Please report how many lines of the listing hold the word "toml". Add nothing to the number.

____________________

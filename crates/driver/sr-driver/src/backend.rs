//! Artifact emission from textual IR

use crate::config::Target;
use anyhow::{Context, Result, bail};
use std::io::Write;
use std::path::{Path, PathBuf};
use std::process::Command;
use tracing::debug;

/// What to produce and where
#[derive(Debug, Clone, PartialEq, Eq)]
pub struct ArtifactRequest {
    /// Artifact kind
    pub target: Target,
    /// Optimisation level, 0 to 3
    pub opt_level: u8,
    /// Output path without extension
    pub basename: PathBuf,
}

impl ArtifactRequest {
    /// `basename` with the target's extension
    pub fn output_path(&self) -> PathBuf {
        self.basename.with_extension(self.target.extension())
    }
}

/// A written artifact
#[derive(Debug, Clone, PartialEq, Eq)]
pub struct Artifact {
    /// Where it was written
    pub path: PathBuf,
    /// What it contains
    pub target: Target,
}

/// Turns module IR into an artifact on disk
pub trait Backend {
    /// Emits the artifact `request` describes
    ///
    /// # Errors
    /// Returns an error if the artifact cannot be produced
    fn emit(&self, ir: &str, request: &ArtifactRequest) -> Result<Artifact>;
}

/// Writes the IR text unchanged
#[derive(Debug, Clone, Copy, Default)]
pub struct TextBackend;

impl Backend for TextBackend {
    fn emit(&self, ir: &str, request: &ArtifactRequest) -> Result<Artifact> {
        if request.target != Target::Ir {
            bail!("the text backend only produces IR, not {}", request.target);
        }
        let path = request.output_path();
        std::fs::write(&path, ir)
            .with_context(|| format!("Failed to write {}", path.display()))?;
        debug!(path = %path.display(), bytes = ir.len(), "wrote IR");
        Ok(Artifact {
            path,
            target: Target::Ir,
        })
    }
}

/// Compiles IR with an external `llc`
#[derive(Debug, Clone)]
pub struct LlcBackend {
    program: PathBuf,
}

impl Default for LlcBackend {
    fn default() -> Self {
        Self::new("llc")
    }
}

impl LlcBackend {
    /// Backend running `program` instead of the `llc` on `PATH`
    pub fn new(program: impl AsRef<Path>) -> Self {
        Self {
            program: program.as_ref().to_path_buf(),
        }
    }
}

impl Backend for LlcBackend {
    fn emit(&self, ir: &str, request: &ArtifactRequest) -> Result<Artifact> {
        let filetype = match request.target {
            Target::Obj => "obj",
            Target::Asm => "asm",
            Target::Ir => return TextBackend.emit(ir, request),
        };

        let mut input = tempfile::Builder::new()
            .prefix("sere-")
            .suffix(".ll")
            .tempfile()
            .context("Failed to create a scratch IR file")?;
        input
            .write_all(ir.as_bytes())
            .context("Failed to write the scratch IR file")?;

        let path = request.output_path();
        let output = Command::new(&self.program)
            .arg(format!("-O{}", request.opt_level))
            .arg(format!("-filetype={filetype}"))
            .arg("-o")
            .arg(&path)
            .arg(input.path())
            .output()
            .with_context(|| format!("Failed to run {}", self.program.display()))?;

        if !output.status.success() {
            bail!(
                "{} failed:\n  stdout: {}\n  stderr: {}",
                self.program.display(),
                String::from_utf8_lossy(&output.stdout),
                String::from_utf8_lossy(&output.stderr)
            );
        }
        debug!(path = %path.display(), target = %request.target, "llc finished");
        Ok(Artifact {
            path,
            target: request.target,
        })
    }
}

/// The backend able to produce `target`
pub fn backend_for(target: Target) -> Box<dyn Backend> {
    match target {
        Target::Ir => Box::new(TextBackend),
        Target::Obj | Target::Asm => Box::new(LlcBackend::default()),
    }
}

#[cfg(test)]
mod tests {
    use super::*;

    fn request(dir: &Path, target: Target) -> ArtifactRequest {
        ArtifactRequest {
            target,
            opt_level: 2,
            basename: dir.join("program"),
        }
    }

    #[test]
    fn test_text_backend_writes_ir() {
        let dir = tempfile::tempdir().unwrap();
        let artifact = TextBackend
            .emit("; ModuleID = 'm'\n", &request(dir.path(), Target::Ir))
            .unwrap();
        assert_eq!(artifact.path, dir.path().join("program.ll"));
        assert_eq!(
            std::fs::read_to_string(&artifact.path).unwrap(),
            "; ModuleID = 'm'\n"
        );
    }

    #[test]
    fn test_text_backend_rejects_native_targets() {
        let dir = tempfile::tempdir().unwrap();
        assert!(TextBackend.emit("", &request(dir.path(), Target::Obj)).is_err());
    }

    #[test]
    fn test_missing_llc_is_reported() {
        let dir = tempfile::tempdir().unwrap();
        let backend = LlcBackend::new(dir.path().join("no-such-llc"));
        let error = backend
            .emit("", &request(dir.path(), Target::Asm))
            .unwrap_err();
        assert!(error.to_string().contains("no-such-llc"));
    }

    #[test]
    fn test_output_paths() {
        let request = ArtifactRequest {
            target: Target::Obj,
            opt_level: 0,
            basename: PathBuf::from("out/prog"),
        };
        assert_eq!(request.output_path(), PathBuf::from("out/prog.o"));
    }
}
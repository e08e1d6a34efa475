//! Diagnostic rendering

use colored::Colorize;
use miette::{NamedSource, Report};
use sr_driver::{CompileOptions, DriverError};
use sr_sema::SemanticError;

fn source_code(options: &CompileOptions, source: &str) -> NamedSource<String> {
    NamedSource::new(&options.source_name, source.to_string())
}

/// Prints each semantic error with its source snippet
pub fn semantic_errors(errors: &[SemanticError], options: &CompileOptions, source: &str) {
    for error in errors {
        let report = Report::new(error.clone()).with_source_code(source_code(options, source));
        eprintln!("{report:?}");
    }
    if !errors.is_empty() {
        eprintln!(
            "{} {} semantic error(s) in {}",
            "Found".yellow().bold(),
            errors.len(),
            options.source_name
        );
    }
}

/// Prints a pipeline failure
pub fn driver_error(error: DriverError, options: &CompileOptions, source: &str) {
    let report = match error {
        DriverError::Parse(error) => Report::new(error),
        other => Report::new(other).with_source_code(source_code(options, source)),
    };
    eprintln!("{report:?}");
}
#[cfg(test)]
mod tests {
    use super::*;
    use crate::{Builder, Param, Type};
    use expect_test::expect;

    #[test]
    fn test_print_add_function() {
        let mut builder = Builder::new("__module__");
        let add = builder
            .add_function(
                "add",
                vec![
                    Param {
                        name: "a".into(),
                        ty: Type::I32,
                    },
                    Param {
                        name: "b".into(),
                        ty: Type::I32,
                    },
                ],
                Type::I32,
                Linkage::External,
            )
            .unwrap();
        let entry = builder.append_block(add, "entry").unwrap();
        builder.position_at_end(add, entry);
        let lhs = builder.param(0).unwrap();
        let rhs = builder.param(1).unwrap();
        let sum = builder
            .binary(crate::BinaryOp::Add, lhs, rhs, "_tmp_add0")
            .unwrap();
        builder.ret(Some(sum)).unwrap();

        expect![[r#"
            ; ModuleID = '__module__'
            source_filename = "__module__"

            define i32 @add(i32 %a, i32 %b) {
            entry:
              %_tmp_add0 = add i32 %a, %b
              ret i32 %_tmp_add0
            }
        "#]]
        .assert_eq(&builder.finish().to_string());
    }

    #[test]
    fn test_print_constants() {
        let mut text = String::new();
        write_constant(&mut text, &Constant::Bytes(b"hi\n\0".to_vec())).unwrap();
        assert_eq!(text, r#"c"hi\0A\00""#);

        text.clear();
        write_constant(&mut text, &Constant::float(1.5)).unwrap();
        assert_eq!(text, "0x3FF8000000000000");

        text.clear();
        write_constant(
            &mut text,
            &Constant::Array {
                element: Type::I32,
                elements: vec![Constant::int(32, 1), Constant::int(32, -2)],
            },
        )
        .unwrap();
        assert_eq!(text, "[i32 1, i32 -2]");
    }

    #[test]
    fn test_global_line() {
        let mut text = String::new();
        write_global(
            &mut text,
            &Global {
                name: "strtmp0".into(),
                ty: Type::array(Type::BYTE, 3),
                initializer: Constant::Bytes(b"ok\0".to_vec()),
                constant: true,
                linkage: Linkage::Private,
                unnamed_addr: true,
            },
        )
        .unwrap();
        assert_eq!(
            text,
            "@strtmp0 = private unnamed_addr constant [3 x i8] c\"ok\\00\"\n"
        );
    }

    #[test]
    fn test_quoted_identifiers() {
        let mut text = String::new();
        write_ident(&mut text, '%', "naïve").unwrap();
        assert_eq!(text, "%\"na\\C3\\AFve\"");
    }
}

____________________

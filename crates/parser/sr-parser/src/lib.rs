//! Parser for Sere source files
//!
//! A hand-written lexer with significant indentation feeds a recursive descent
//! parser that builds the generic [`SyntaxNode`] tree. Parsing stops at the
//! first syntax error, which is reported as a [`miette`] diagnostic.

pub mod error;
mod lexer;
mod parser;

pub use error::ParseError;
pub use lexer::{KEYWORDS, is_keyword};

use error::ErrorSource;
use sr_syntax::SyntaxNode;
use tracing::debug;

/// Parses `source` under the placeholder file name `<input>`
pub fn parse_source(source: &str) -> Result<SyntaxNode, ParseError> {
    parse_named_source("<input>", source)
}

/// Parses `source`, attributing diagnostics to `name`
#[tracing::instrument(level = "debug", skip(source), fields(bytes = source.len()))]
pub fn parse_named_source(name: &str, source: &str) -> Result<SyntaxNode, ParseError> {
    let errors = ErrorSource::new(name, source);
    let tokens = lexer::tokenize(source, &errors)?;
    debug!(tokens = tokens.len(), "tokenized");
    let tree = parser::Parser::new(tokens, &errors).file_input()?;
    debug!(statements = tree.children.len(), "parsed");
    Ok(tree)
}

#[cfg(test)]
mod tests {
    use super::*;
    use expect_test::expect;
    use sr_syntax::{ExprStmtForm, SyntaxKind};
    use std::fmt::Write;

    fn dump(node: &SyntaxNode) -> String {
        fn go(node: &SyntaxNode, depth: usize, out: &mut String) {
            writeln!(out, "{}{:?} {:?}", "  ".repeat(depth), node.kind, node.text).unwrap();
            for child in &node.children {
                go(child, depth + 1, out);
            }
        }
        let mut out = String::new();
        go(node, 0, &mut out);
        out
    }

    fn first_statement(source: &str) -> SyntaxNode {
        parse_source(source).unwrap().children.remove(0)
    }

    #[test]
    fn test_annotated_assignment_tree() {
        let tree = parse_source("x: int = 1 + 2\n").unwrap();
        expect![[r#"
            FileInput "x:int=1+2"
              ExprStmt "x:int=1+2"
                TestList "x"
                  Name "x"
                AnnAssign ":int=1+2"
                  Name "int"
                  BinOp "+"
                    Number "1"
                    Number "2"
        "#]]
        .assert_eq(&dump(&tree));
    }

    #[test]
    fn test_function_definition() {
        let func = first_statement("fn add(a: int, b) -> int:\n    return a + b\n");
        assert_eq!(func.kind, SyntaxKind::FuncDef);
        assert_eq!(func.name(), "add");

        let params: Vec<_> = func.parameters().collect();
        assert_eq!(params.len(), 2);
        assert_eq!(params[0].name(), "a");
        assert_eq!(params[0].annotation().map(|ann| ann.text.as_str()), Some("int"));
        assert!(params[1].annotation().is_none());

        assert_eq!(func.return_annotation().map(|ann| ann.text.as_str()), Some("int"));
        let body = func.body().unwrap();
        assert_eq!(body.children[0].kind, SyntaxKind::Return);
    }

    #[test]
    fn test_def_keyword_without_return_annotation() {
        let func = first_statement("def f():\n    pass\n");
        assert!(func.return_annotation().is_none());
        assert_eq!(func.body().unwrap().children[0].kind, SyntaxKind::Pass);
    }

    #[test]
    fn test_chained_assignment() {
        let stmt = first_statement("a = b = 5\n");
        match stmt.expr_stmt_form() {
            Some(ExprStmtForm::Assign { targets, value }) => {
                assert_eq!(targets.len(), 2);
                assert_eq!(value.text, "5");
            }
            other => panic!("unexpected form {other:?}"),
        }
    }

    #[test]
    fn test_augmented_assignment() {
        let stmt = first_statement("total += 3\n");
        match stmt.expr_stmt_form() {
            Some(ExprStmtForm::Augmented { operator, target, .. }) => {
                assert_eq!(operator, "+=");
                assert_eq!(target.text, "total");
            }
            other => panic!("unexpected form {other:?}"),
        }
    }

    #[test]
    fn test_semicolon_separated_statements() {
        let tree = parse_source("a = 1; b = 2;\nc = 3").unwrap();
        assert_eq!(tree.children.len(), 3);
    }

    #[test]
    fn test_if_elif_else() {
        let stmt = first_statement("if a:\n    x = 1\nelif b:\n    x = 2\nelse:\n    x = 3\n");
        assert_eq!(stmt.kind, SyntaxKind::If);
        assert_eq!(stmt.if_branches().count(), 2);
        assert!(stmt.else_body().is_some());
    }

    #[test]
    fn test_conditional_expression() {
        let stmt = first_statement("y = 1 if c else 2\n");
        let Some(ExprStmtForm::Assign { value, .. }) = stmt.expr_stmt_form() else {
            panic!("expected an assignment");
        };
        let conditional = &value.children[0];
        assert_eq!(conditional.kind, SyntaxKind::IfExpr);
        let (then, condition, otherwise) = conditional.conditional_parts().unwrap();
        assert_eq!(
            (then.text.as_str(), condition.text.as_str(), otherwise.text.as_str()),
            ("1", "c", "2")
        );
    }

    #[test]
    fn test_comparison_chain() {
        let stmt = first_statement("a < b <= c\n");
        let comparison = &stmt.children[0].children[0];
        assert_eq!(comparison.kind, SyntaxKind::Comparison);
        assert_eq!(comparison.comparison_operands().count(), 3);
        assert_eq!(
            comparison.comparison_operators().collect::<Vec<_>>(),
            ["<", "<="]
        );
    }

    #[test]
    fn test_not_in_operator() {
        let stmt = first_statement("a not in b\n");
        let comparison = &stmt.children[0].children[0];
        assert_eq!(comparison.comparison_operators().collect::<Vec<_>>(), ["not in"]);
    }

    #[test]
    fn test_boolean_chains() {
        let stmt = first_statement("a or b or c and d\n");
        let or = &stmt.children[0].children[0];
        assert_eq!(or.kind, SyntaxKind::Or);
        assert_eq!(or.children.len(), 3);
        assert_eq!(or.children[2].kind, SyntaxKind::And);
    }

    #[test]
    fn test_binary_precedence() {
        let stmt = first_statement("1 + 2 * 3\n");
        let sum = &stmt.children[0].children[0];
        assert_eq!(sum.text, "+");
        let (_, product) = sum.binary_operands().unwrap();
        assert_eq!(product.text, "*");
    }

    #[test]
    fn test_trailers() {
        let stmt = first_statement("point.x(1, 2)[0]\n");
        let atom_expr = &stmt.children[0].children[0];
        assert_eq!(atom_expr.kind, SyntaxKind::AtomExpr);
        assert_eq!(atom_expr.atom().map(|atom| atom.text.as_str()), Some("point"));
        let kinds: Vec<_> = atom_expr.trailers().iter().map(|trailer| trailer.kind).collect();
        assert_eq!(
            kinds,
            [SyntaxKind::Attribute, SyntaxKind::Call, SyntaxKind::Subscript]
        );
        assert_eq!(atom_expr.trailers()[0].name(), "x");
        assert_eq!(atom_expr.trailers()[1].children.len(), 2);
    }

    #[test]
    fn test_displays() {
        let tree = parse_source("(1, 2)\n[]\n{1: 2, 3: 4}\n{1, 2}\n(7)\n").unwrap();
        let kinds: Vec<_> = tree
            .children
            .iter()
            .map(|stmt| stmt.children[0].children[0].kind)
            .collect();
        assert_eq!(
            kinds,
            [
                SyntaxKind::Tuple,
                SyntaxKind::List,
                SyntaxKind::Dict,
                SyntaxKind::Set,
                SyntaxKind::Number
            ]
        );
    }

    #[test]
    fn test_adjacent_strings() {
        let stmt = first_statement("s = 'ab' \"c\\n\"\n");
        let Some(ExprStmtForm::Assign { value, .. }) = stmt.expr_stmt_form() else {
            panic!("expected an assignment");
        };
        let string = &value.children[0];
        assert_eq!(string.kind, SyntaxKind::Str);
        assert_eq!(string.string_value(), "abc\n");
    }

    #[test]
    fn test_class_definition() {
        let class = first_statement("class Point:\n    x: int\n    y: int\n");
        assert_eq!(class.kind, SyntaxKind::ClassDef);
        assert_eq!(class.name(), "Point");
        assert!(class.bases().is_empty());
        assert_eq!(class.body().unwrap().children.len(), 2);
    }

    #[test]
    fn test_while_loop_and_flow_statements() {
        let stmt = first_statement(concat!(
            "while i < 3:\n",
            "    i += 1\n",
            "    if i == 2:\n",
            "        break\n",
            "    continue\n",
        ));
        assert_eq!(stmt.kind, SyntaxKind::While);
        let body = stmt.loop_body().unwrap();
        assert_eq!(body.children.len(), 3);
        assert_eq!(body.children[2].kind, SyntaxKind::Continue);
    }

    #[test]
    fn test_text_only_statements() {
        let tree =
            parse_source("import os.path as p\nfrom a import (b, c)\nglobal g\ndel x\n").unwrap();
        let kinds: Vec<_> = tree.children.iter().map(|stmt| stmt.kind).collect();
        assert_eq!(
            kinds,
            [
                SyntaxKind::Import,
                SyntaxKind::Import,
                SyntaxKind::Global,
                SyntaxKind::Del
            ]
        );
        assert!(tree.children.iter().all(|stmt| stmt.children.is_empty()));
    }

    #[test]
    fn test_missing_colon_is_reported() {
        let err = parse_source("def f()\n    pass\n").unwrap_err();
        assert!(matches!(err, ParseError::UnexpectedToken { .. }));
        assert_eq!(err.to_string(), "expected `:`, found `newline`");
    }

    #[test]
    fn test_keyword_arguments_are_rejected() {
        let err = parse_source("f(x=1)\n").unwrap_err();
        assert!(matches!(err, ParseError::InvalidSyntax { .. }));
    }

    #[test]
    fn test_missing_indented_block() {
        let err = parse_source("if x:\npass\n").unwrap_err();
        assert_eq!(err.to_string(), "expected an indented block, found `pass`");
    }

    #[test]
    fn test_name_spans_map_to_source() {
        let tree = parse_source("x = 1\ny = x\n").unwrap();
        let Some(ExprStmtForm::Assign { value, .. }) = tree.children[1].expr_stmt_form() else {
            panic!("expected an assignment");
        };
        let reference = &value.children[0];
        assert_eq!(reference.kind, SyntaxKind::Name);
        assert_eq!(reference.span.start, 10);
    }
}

____________________

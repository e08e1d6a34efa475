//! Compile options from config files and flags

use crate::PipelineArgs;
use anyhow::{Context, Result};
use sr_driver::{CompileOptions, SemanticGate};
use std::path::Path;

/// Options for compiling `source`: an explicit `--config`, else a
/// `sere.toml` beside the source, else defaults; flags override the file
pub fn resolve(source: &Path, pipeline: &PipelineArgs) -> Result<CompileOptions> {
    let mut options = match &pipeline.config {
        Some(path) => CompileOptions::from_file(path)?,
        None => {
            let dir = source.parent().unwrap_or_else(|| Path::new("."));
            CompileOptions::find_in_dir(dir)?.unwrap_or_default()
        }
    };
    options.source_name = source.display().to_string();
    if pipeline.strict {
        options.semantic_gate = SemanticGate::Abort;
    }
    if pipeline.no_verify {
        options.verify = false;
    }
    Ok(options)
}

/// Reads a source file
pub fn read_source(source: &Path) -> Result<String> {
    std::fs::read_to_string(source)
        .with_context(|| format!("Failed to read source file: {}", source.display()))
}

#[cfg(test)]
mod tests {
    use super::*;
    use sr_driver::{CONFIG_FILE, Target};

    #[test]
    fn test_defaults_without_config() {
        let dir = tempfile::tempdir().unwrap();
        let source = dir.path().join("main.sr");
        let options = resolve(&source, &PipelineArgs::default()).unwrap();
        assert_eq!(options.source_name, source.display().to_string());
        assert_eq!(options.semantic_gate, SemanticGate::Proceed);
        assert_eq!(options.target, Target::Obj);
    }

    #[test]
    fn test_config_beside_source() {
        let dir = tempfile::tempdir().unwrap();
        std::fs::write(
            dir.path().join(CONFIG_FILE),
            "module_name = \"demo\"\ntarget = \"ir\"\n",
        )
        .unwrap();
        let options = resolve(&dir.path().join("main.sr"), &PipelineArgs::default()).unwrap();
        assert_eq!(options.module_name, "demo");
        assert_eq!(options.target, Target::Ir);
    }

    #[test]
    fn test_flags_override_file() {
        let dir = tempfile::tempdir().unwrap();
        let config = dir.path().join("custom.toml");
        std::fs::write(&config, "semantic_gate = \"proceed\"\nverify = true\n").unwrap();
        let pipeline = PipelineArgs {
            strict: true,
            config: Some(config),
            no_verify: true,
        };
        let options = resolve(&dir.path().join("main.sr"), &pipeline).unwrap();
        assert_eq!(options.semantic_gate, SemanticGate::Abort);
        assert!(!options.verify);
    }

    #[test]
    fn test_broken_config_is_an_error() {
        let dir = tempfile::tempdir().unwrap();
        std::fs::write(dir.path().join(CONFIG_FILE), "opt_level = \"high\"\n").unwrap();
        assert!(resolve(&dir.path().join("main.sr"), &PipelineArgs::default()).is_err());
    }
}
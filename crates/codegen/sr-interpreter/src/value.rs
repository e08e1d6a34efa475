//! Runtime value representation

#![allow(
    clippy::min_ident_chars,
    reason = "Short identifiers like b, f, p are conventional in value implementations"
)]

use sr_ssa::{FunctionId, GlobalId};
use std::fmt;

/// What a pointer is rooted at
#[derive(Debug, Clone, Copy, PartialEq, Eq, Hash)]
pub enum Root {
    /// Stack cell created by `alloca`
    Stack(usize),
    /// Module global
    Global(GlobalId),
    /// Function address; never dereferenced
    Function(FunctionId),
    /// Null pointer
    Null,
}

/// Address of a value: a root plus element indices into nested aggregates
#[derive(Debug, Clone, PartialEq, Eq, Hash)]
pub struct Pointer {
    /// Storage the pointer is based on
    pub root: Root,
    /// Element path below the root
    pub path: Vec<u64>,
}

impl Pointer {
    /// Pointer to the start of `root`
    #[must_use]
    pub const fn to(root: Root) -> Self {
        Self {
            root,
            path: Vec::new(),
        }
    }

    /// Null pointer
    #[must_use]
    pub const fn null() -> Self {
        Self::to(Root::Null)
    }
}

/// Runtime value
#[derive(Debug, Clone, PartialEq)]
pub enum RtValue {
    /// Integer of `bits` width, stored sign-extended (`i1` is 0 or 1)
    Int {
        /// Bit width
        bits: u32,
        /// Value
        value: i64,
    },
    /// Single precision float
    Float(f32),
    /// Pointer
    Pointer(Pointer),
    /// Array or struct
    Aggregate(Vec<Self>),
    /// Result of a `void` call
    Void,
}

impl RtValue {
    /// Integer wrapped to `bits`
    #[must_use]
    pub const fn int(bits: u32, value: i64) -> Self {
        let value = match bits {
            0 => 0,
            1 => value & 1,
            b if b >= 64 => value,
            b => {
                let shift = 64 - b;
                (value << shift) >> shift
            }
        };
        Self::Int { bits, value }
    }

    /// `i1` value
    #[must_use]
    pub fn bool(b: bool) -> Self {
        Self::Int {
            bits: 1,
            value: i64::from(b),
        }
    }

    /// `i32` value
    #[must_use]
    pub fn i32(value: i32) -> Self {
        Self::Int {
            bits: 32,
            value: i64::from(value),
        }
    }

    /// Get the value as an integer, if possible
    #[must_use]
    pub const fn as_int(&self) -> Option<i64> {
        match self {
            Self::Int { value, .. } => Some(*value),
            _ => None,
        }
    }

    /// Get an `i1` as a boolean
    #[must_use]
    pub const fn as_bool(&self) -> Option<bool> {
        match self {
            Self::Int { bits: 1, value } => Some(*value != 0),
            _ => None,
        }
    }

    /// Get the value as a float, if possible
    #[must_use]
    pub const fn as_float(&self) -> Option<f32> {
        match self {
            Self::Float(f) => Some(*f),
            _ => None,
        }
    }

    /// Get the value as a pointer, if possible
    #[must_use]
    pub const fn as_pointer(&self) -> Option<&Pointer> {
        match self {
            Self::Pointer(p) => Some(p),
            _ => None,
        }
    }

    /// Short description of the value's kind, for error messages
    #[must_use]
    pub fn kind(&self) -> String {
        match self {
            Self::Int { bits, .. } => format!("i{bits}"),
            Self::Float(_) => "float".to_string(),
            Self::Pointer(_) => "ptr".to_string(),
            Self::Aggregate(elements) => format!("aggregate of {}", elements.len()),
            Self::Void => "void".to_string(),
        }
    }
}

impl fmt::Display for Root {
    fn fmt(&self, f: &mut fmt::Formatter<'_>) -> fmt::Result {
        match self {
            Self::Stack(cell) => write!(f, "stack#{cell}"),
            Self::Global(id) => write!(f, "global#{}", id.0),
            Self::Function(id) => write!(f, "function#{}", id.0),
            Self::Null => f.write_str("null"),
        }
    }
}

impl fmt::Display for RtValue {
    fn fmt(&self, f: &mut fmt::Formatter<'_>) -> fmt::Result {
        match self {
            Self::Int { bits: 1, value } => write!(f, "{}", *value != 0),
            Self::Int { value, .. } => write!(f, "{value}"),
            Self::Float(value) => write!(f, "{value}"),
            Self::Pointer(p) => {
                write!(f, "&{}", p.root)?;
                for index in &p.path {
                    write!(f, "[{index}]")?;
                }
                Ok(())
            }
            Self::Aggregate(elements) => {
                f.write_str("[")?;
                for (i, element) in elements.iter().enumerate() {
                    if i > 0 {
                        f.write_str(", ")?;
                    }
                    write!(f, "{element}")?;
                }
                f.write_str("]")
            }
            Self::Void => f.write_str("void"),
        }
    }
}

____________________

● **Written response**: 2